Cian lachte und nickte zustimmend. Becky zuckte mit den Schultern.
"Dann ist das okay."
"Gott, ist die niedlich", murmelte Fab verzückt, was ihm ein Abwinken von Cian einbrachte, damit er still war. Aber recht hatte der Analyst allemal.
"Hat deine Tante dir erklärt, warum du heute hier bist?", wollte Cian nun von Becky wissen, die mit den Händen durch das zottelige Fell des Hundes fuhr.
"Tante Heather hat immer angefangen zu weinen, wenn sie mit mir reden wollte. Aber Osín hat mir gesagt, dass Sie mit mir reden wollen, weil ich da war, als meine Mummy gestorben ist" erklärte Becky.
Cian atmete tief durch und sammelte sich einen Moment. Es nahm ihn immer mit, wenn er mit Kindern diese Art von Befragungen durchführen musste. Sich noch dazu äußerlich nichts anmerken zu lassen, fiel ihm unglaublich schwer. Doch er riss sich zusammen, schenkte Becky ein Lächeln.
"Genauso ist es. Ich war ja auch da, an dem Abend. Aber ich wüsste gern, was du so erlebt hast, bevor ich gekommen bin, um dir mit Partner Gesellschaft zu leisten. Meinst du, du könntest mir davon erzählen?"
"Ich weiß aber nicht, was passiert ist", gestand Becky kleinlaut. "Sind Sie jetzt böse auf mich?"

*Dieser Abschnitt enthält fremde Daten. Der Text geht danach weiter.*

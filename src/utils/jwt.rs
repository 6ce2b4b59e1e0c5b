use crate::config::AppConfig;
use actix_web::cookie::{Cookie, SameSite};
use jsonwebtoken::{DecodingKey, EncodingKey, Header, Validation, decode, encode};
use serde::{Deserialize, Serialize};

// JWT Claims 结构体
#[derive(Debug, Clone, Serialize, Deserialize)]
pub struct Claims {
    pub sub: String,        // Subject (user ID)
    pub role: String,       // 账号角色
    pub token_type: String, // token类型: "access" 或 "refresh"
    pub exp: usize,         // Expiration time (时间戳)
    pub iat: usize,         // Issued at (签发时间)
}

// Token 响应结构体
#[derive(Debug, Serialize, Deserialize)]
pub struct TokenPair {
    pub access_token: String,
    pub refresh_token: String,
}

pub struct JwtUtils;

impl JwtUtils {
    // 获取 JWT 密钥
    fn get_secret() -> String {
        AppConfig::get().jwt.secret.clone()
    }

    // 生成 Access Token
    pub fn generate_access_token(
        user_id: i64,
        role: &str,
    ) -> Result<String, jsonwebtoken::errors::Error> {
        let config = AppConfig::get();
        Self::generate_token_with_expiry(
            user_id,
            role,
            "access",
            chrono::Duration::minutes(config.jwt.access_token_expiry),
        )
    }

    // 生成 Refresh Token
    pub fn generate_refresh_token(
        user_id: i64,
        role: &str,
        token_expiry: Option<chrono::Duration>,
    ) -> Result<String, jsonwebtoken::errors::Error> {
        let config = AppConfig::get();
        match token_expiry {
            Some(expiry) => Self::generate_token_with_expiry(user_id, role, "refresh", expiry),
            None => Self::generate_token_with_expiry(
                user_id,
                role,
                "refresh",
                chrono::Duration::days(config.jwt.refresh_token_expiry),
            ),
        }
    }

    // 生成带自定义过期时间的 Token
    pub fn generate_token_with_expiry(
        user_id: i64,
        role: &str,
        token_type: &str,
        expiry_duration: chrono::Duration,
    ) -> Result<String, jsonwebtoken::errors::Error> {
        let now = chrono::Utc::now();
        let expiration = now + expiry_duration;

        let claims = Claims {
            sub: user_id.to_string(),
            role: role.to_string(),
            token_type: token_type.to_string(),
            exp: expiration.timestamp() as usize,
            iat: now.timestamp() as usize,
        };

        let secret = Self::get_secret();
        let encoding_key = EncodingKey::from_secret(secret.as_ref());

        encode(&Header::default(), &claims, &encoding_key)
    }

    // 生成完整的 Token 响应（包含 access 和 refresh token）
    pub fn generate_token_pair(
        user_id: i64,
        role: &str,
        refresh_token_expiry: Option<chrono::Duration>,
    ) -> Result<TokenPair, jsonwebtoken::errors::Error> {
        let access_token = Self::generate_access_token(user_id, role)?;
        let refresh_token = Self::generate_refresh_token(user_id, role, refresh_token_expiry)?;

        Ok(TokenPair {
            access_token,
            refresh_token,
        })
    }

    // 验证 JWT token
    pub fn verify_token(token: &str) -> Result<Claims, jsonwebtoken::errors::Error> {
        let secret = Self::get_secret();
        let decoding_key = DecodingKey::from_secret(secret.as_ref());
        let validation = Validation::default();

        decode::<Claims>(token, &decoding_key, &validation).map(|token_data| token_data.claims)
    }

    // 验证 token 是否为指定类型
    pub fn verify_token_type(
        token: &str,
        expected_type: &str,
    ) -> Result<Claims, jsonwebtoken::errors::Error> {
        let claims = Self::verify_token(token)?;
        if claims.token_type != expected_type {
            return Err(jsonwebtoken::errors::Error::from(
                jsonwebtoken::errors::ErrorKind::InvalidToken,
            ));
        }
        Ok(claims)
    }

    // 验证 Access Token
    pub fn verify_access_token(token: &str) -> Result<Claims, jsonwebtoken::errors::Error> {
        Self::verify_token_type(token, "access")
    }

    // 验证 Refresh Token
    pub fn verify_refresh_token(token: &str) -> Result<Claims, jsonwebtoken::errors::Error> {
        Self::verify_token_type(token, "refresh")
    }

    // 使用 Refresh Token 生成新的 Access Token
    pub fn refresh_access_token(
        refresh_token: &str,
    ) -> Result<String, jsonwebtoken::errors::Error> {
        let claims = Self::verify_refresh_token(refresh_token)?;
        let user_id = claims
            .sub
            .parse::<i64>()
            .map_err(|_| jsonwebtoken::errors::ErrorKind::InvalidToken)?;
        Self::generate_access_token(user_id, &claims.role)
    }

    /// 创建 Refresh Token Cookie
    pub fn create_refresh_token_cookie(refresh_token: &str) -> Cookie<'static> {
        let config = AppConfig::get();
        Cookie::build("refresh_token", refresh_token.to_string())
            .path("/")
            .max_age(actix_web::cookie::time::Duration::days(
                config.jwt.refresh_token_expiry,
            ))
            .same_site(SameSite::Strict)
            .http_only(true)
            .secure(config.is_production()) // 生产环境下使用 HTTPS
            .finish()
    }

    /// 创建空的 Refresh Token Cookie（用于注销）
    pub fn create_empty_refresh_token_cookie() -> Cookie<'static> {
        let config = AppConfig::get();
        Cookie::build("refresh_token", "")
            .path("/")
            .max_age(actix_web::cookie::time::Duration::seconds(0))
            .same_site(SameSite::Strict)
            .http_only(true)
            .secure(config.is_production())
            .finish()
    }

    /// 从请求中提取 Refresh Token
    pub fn extract_refresh_token_from_cookie(req: &actix_web::HttpRequest) -> Option<String> {
        req.cookie("refresh_token")
            .map(|cookie| cookie.value().to_string())
    }
}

Der Kriminalpsychologe runzelte die Stirn. Sein Atem beschleunigte sich etwas und er spürte sein Herz in seiner Brust heftig schlagen.
"Natürlich bin ich nicht böse, Becky. Aber wie genau meinst du das, wenn du sagst, dass du nicht weißt, was passiert ist?"
"Der Mann mit den blauen Augen hat mich weggebracht."
Cian wurde zugleicht heiß und kalt bei den Worten des kleinen Mädchens. Eindringlich sah er Becky an.
"Okay, Becky. Erzähle mir, was genau passiert ist, bis der Mann dich fortgebracht hat."